Pathological Study of a Case of Catastrophic Antiphospholipid Syndrome in a Patient With Gastrointestinal Bleeding
Brian Shih, Qi Zhang, Hao Li

TL;DR
This paper presents a rare case of catastrophic antiphospholipid syndrome in a patient with a history of APS who experienced severe complications and died despite treatment.
Contribution
The study contributes a detailed clinical and pathological case report of CAPS with gastrointestinal bleeding as a presenting symptom.
Findings
The patient exhibited multiorgan vascular occlusion confirmed by autopsy with microthrombi in cardiac, pulmonary, and cerebral tissues.
The case illustrates the challenges in managing thrombosis risk during treatment of concurrent health issues in APS patients.
The patient's condition deteriorated rapidly despite interventions including warfarin reversal and antibiotic therapy.
Abstract
Catastrophic antiphospholipid syndrome (CAPS) is a very rare, life-threatening form of antiphospholipid syndrome (APS) characterized by multiorgan vascular occlusive events that occur rapidly in succession or simultaneously.

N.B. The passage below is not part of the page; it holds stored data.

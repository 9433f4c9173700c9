//! Device routes.
//!
//! Every write that can move a device between networks or change its status
//! recounts the affected networks before responding.

use std::collections::HashSet;

use axum::{
    extract::{Path, Query, State},
    http::StatusCode,
    routing::{get, post, put},
    Json, Router,
};
use chrono::Utc;
use domain::models::device::{
    CreateDeviceRequest, DeviceDetail, ListDevicesQuery, ListDevicesResponse, StatusSyncRequest,
    StatusSyncResponse, UpdateDeviceRequest, UpdateStatusRequest,
};
use domain::models::device_activity::sample_index;
use domain::models::{AuditAction, Device, Extension, NewAuditEntry};
use persistence::repositories::{
    DeviceActivityRepository, DeviceFilter, DeviceRepository, ExtensionRepository,
    NetworkRepository,
};
use serde_json::json;
use shared::pagination::PageParams;
use shared::validation::{normalize_mac_address, subnet_contains};
use sqlx::PgPool;
use tracing::{info, warn};
use validator::Validate;

use crate::app::AppState;
use crate::error::ApiError;
use crate::middleware::RequestId;
use crate::services::{audit, monitoring};

pub fn router() -> Router<AppState> {
    Router::new()
        .route("/", get(list_devices).post(create_device))
        .route("/status-sync", post(status_sync))
        .route(
            "/:id",
            get(get_device).put(update_device).delete(delete_device),
        )
        .route("/:id/status", put(update_status))
        .route(
            "/:id/extensions/:extension_id",
            put(attach_extension).delete(detach_extension),
        )
}

fn not_found() -> ApiError {
    ApiError::NotFound("Device not found".to_string())
}

/// Rejects an address outside the subnet of `network_id`.
async fn check_placement(pool: &PgPool, network_id: i64, ip_address: &str) -> Result<(), ApiError> {
    let network = NetworkRepository::new(pool.clone())
        .find_by_id(network_id)
        .await?
        .ok_or_else(|| ApiError::NotFound("Network not found".to_string()))?;

    if !subnet_contains(&network.subnet, ip_address) {
        return Err(ApiError::Validation(format!(
            "IP address {} is outside network {}",
            ip_address, network.subnet
        )));
    }
    Ok(())
}

/// GET /api/v1/devices
pub async fn list_devices(
    State(state): State<AppState>,
    Query(query): Query<ListDevicesQuery>,
) -> Result<Json<ListDevicesResponse>, ApiError> {
    let filter = DeviceFilter {
        network_id: query.network_id,
        status: query.status,
        is_critical: query.is_critical,
    };
    let page = PageParams {
        page: query.page,
        per_page: query.per_page,
    };

    let repo = DeviceRepository::new(state.pool.clone());
    let total = repo.count(&filter).await?;
    let devices = repo
        .list(&filter, page.per_page(), page.offset())
        .await?
        .into_iter()
        .map(Device::from)
        .collect();

    Ok(Json(ListDevicesResponse {
        devices,
        page: page.page(),
        per_page: page.per_page(),
        total,
    }))
}

/// GET /api/v1/devices/:id
pub async fn get_device(
    State(state): State<AppState>,
    Path(id): Path<i64>,
) -> Result<Json<DeviceDetail>, ApiError> {
    let device = DeviceRepository::new(state.pool.clone())
        .find_by_id(id)
        .await?
        .ok_or_else(not_found)?;

    let extensions = ExtensionRepository::new(state.pool.clone())
        .list_by_device(id)
        .await?
        .into_iter()
        .map(Extension::from)
        .collect();

    Ok(Json(DeviceDetail {
        device: device.into(),
        extensions,
    }))
}

/// POST /api/v1/devices
pub async fn create_device(
    State(state): State<AppState>,
    request_id: RequestId,
    Json(request): Json<CreateDeviceRequest>,
) -> Result<(StatusCode, Json<Device>), ApiError> {
    request.validate()?;
    check_placement(&state.pool, request.network_id, &request.ip_address).await?;

    let mac_address = normalize_mac_address(&request.mac_address);
    let device: Device = DeviceRepository::new(state.pool.clone())
        .create(
            &mac_address,
            &request.ip_address,
            request.network_id,
            request.status,
            request.is_critical,
            request.owner.as_deref(),
        )
        .await?
        .into();

    monitoring::recount_networks(&state.pool, &[device.network_id]).await?;

    info!(
        device_id = device.id,
        ip_address = %device.ip_address,
        network_id = device.network_id,
        "Device created"
    );

    audit::record(
        &state.pool,
        &request_id,
        NewAuditEntry::new(
            AuditAction::DeviceCreate,
            format!("Created device {}", device.ip_address),
        )
        .resource(device.id)
        .details(json!({
            "mac_address": device.mac_address,
            "network_id": device.network_id,
            "is_critical": device.is_critical,
        })),
    )
    .await;

    Ok((StatusCode::CREATED, Json(device)))
}

/// PUT /api/v1/devices/:id
pub async fn update_device(
    State(state): State<AppState>,
    Path(id): Path<i64>,
    Json(request): Json<UpdateDeviceRequest>,
) -> Result<Json<Device>, ApiError> {
    request.validate()?;

    let repo = DeviceRepository::new(state.pool.clone());
    let current = repo.find_by_id(id).await?.ok_or_else(not_found)?;

    let network_id = request.network_id.unwrap_or(current.network_id);
    let ip_address = request
        .ip_address
        .clone()
        .unwrap_or_else(|| current.ip_address.clone());
    if request.network_id.is_some() || request.ip_address.is_some() {
        check_placement(&state.pool, network_id, &ip_address).await?;
    }

    let mac_address = request.mac_address.as_deref().map(normalize_mac_address);
    let device: Device = repo
        .update(
            id,
            mac_address.as_deref(),
            request.ip_address.as_deref(),
            request.network_id,
            request.is_critical,
            request.owner.as_deref(),
        )
        .await?
        .ok_or_else(not_found)?
        .into();

    if device.network_id != current.network_id {
        monitoring::recount_networks(&state.pool, &[current.network_id, device.network_id])
            .await?;
    }

    info!(device_id = id, ip_address = %device.ip_address, "Device updated");

    Ok(Json(device))
}

/// DELETE /api/v1/devices/:id
pub async fn delete_device(
    State(state): State<AppState>,
    request_id: RequestId,
    Path(id): Path<i64>,
) -> Result<StatusCode, ApiError> {
    let device: Device = DeviceRepository::new(state.pool.clone())
        .delete(id)
        .await?
        .ok_or_else(not_found)?
        .into();

    monitoring::recount_networks(&state.pool, &[device.network_id]).await?;

    info!(device_id = id, ip_address = %device.ip_address, "Device deleted");

    audit::record(
        &state.pool,
        &request_id,
        NewAuditEntry::new(
            AuditAction::DeviceDelete,
            format!("Deleted device {}", device.ip_address),
        )
        .resource(id)
        .details(json!({
            "mac_address": device.mac_address,
            "network_id": device.network_id,
        })),
    )
    .await;

    Ok(StatusCode::NO_CONTENT)
}

/// PUT /api/v1/devices/:id/status
///
/// Also records the status in today's activity row for the current bucket.
/// The network is recounted before the sample write so a failed write never
/// leaves the counts behind the committed status.
pub async fn update_status(
    State(state): State<AppState>,
    Path(id): Path<i64>,
    Json(request): Json<UpdateStatusRequest>,
) -> Result<Json<Device>, ApiError> {
    let device: Device = DeviceRepository::new(state.pool.clone())
        .set_status(id, request.status)
        .await?
        .ok_or_else(not_found)?
        .into();

    monitoring::recount_networks(&state.pool, &[device.network_id]).await?;

    let now = Utc::now();
    DeviceActivityRepository::new(state.pool.clone())
        .set_sample(
            id,
            now.date_naive(),
            sample_index(now.time()),
            request.status.sample_code(),
        )
        .await?;

    info!(device_id = id, status = %device.status, "Device status updated");

    Ok(Json(device))
}

/// POST /api/v1/devices/status-sync
///
/// Applies statuses by IP address. Unknown addresses are reported back, and
/// each touched network is recounted once.
pub async fn status_sync(
    State(state): State<AppState>,
    request_id: RequestId,
    Json(request): Json<StatusSyncRequest>,
) -> Result<Json<StatusSyncResponse>, ApiError> {
    request.validate()?;

    let updates: Vec<_> = request
        .updates
        .iter()
        .map(|u| (u.ip_address.clone(), u.status))
        .collect();

    let updated = DeviceRepository::new(state.pool.clone())
        .set_status_by_ip(&updates)
        .await?;

    let known: HashSet<&str> = updated.iter().map(|d| d.ip_address.as_str()).collect();
    let mut unknown_ip_addresses: Vec<String> = request
        .updates
        .iter()
        .map(|u| u.ip_address.as_str())
        .filter(|ip| !known.contains(ip))
        .map(str::to_string)
        .collect();
    unknown_ip_addresses.sort();
    unknown_ip_addresses.dedup();

    let mut network_ids: Vec<i64> = updated.iter().map(|d| d.network_id).collect();
    network_ids.sort_unstable();
    network_ids.dedup();
    monitoring::recount_networks(&state.pool, &network_ids).await?;

    if !unknown_ip_addresses.is_empty() {
        warn!(
            count = unknown_ip_addresses.len(),
            "Status sync referenced unknown IP addresses"
        );
    }
    info!(
        updated = updated.len(),
        networks = network_ids.len(),
        "Device statuses synced"
    );

    audit::record(
        &state.pool,
        &request_id,
        NewAuditEntry::new(
            AuditAction::DeviceStatusSync,
            format!("Synced status of {} device(s)", updated.len()),
        )
        .details(json!({
            "submitted": request.updates.len(),
            "updated": updated.len(),
            "unknown_ip_addresses": unknown_ip_addresses,
        })),
    )
    .await;

    Ok(Json(StatusSyncResponse {
        updated: updated.len() as u64,
        unknown_ip_addresses,
        networks_recounted: network_ids.len(),
    }))
}

/// PUT /api/v1/devices/:id/extensions/:extension_id
///
/// 201 when newly registered, 204 when the registration already existed.
pub async fn attach_extension(
    State(state): State<AppState>,
    Path((id, extension_id)): Path<(i64, i64)>,
) -> Result<StatusCode, ApiError> {
    let attached = DeviceRepository::new(state.pool.clone())
        .attach_extension(id, extension_id)
        .await?;

    info!(device_id = id, extension_id, attached, "Extension registered on device");

    Ok(if attached {
        StatusCode::CREATED
    } else {
        StatusCode::NO_CONTENT
    })
}

/// DELETE /api/v1/devices/:id/extensions/:extension_id
pub async fn detach_extension(
    State(state): State<AppState>,
    Path((id, extension_id)): Path<(i64, i64)>,
) -> Result<StatusCode, ApiError> {
    let removed = DeviceRepository::new(state.pool.clone())
        .detach_extension(id, extension_id)
        .await?;

    if removed == 0 {
        return Err(ApiError::NotFound(
            "Extension is not registered on this device".to_string(),
        ));
    }

    info!(device_id = id, extension_id, "Extension removed from device");

    Ok(StatusCode::NO_CONTENT)
}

Here, we describe a rare case of CAPS in a 67-year-old woman with a 26-year history of APS managed on therapeutic doses of warfarin presenting to hospital with a four-day history of melena secondary to gastrointestinal bleed. She was treated endoscopically, provided vitamin K for warfarin reversal, and started on dalteparin daily. During her course in hospital, she developed dyspnea and hypoxia with bilateral pleural effusions. The patient concurrently became increasingly hemodynamically unstable. She was treated with furosemide and broad-spectrum antibiotics but deteriorated, experienced cardiac arrest, and could not be successfully resuscitated. On autopsy,…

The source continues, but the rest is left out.